Gelişmiş Arama
Ziyaret
8208
Güncellenme Tarihi: 2013/03/09
Soru Özeti
İnsan kendi güvenlik ve huzurunu bozan diğer varlıklar karşısında ne tür bir tepki göstermelidir?
Soru
Karıncaların yuvasını yıkmak ve bir daha yuvalarından çıkmamaları için öldürücü madde bırakmak bir kişinin geleceğini kötü şekilde etkiler mi?
Kısa Cevap
Eziyet ve rahatsız eden haşerelerin eziyet ve rahatsızlıklarını önleme hakkında ilk önce iki noktaya işaret edilecek ve sonra İslami kaynaklardan alınmış iki tavsiye verilecektir:
1. Tabiat çarkında insanların tüm varlıklar ile en azından hâlihazırda barışçıl bir şekilde yaşaması olanaksızdır. Biz; insanlar ve yırtıcı hayvanların bir şehirde hiçbir çatışma olmadan ve fare, böcek ve sinekler gibi eziyet edici varlıkların insanlar tarafından hiçbir şekilde rahatsız edilmediği güvenli ve sağlıklı bir şehri tasavvur edemeyiz. Bu esas uyarınca insan güvenli ve sağlıklı bir ortam ile bazı varlıklarla birlikte yaşama arasında bir tercih yapmalıdır! Böyle bir durumda insanın ilk şıkkı seçeceği apaçıktır.
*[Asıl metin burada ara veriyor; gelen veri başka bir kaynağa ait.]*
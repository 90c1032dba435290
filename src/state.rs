use std::sync::Arc;
use std::time::Duration;

use crate::auth::CredentialVerifier;
use crate::bus::{MessageBus, Publisher};
use crate::config::{Config, HubConfig};
use crate::engine::dispatch::DispatchPipeline;
use crate::engine::lifecycle::DriverLifecycle;
use crate::engine::location::LocationService;
use crate::engine::reconciler::{DriverResponder, ResponseReconciler};
use crate::engine::relay::{LocationRelay, StatusRelay};
use crate::engine::rides::RideService;
use crate::hub::{Hub, HubLoop};
use crate::observability::metrics::Metrics;
use crate::store::{DriverRepository, LocationRepository, RideRepository, Store};

#[derive(Clone)]
pub struct Repositories {
    pub rides: Arc<dyn RideRepository>,
    pub drivers: Arc<dyn DriverRepository>,
    pub locations: Arc<dyn LocationRepository>,
}

impl Repositories {
    pub fn from_store<S: Store + 'static>(store: Arc<S>) -> Self {
        Self {
            rides: store.clone(),
            drivers: store.clone(),
            locations: store,
        }
    }
}

pub struct AppState {
    pub hub: Hub,
    pub hub_config: HubConfig,
    pub request_timeout: Duration,
    pub bus: Arc<dyn MessageBus>,
    pub repos: Repositories,
    pub verifier: Arc<dyn CredentialVerifier>,
    pub metrics: Metrics,
    pub rides: RideService,
    pub lifecycle: DriverLifecycle,
    pub locations: LocationService,
    pub responder: DriverResponder,
    pub dispatch: Arc<DispatchPipeline>,
    pub reconciler: Arc<ResponseReconciler>,
    pub status_relay: Arc<StatusRelay>,
    pub location_relay: Arc<LocationRelay>,
}

impl AppState {
    /// Wires every service around one hub. The returned loop must be spawned
    /// before any connection registers.
    pub fn new(
        config: &Config,
        repos: Repositories,
        bus: Arc<dyn MessageBus>,
        verifier: Arc<dyn CredentialVerifier>,
        metrics: Metrics,
    ) -> (Self, HubLoop) {
        let (hub, hub_loop) = Hub::new(&config.hub, metrics.clone());
        let publisher = Publisher::new(bus.clone(), config.bus.publish_timeout);

        let state = Self {
            rides: RideService::new(
                repos.rides.clone(),
                repos.locations.clone(),
                publisher.clone(),
                hub.clone(),
            ),
            lifecycle: DriverLifecycle::new(
                repos.rides.clone(),
                repos.drivers.clone(),
                repos.locations.clone(),
                publisher.clone(),
            ),
            locations: LocationService::new(
                repos.locations.clone(),
                publisher.clone(),
                metrics.clone(),
                config.location.min_interval,
            ),
            responder: DriverResponder::new(
                repos.rides.clone(),
                repos.drivers.clone(),
                repos.locations.clone(),
                publisher,
            ),
            dispatch: Arc::new(DispatchPipeline::new(
                repos.drivers.clone(),
                hub.clone(),
                metrics.clone(),
                config.dispatch.clone(),
            )),
            reconciler: Arc::new(ResponseReconciler::new(
                repos.rides.clone(),
                hub.clone(),
                metrics.clone(),
            )),
            status_relay: Arc::new(StatusRelay::new(repos.rides.clone(), hub.clone())),
            location_relay: Arc::new(LocationRelay::new(repos.rides.clone(), hub.clone())),
            hub,
            hub_config: config.hub.clone(),
            request_timeout: config.request_timeout,
            bus,
            repos,
            verifier,
            metrics,
        };

        (state, hub_loop)
    }
}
2. Her ne kadar diri varlıklar dürtüsel olarak ölüm karşısında direniş gösterseler de onların ölüm ve yokluk hakkında taşıdıkları tasavvur insanların tasavvurlarından farklıdır. Bu hususta 25378 sayılı yanıtı okuyabilirsiniz.
Belirtilenlere binaen insanların bazı diri varlıkları yiyecek, giyecek ve benzeri değişik istifadeler nedeniyle öldürmesi ve onların bir bölümünü de yaşamı sürdürmede eziyet ve problem oluşturmaları nedeniyle ölüm veya zorunlu göç ettirme ile kendi yollarından kaldırmaları kaçınılmazdır. Bu, yaklaşık tüm insanlar tarafından benimsenen bir yöntemdir. Onlar hangi düşünce ve dine sahip olurlarla olsunlar ister istemez bu yöntemi uygulamaktadırlar. Mukaddes İslam dini de gerçeklerle mücadele etme gayesinde değildir. Bilakis böyle bir gerçeği kabul etmiş ve bunu ilahi hikmet ve yaratılışın en üstün düzenine aykırı görmemiştir. Bununla birlikte bu alanda bir takım tavsiyelerde de bulunmuştur:
1. Diri bir varlığın hayatı ancak insan için bir fayda oluşturduğu veya onlar tarafından eziyet ve rahatsızlık yaratıldığı takdirde yok edilebilir. Yahut en azından gelecekteki ciddi bir rahatsızlık ihtimali olduğunda bu yapılabilir. Bunun dışında eğlence ve hobi olsun diye bu canlıların hayatı tehlikeye atılmamalıdır. Bu hususta birkaç rivayete istinatta bulunacağız:
A. Hz. Peygamber-i Ekrem (s.a.a) şöyle buyurmuştur: Her kim sebepsiz yere bir serçeyi avlarsa, o kıyamet günü Allah’a şikâyette bulunacak ve ey rabbim senin kulun sebepsiz yere beni öldürdü ve beni öldürmeyle kendisi için hiçbir fayda elde etmedi diye şikâyette bulunacaktır.[1]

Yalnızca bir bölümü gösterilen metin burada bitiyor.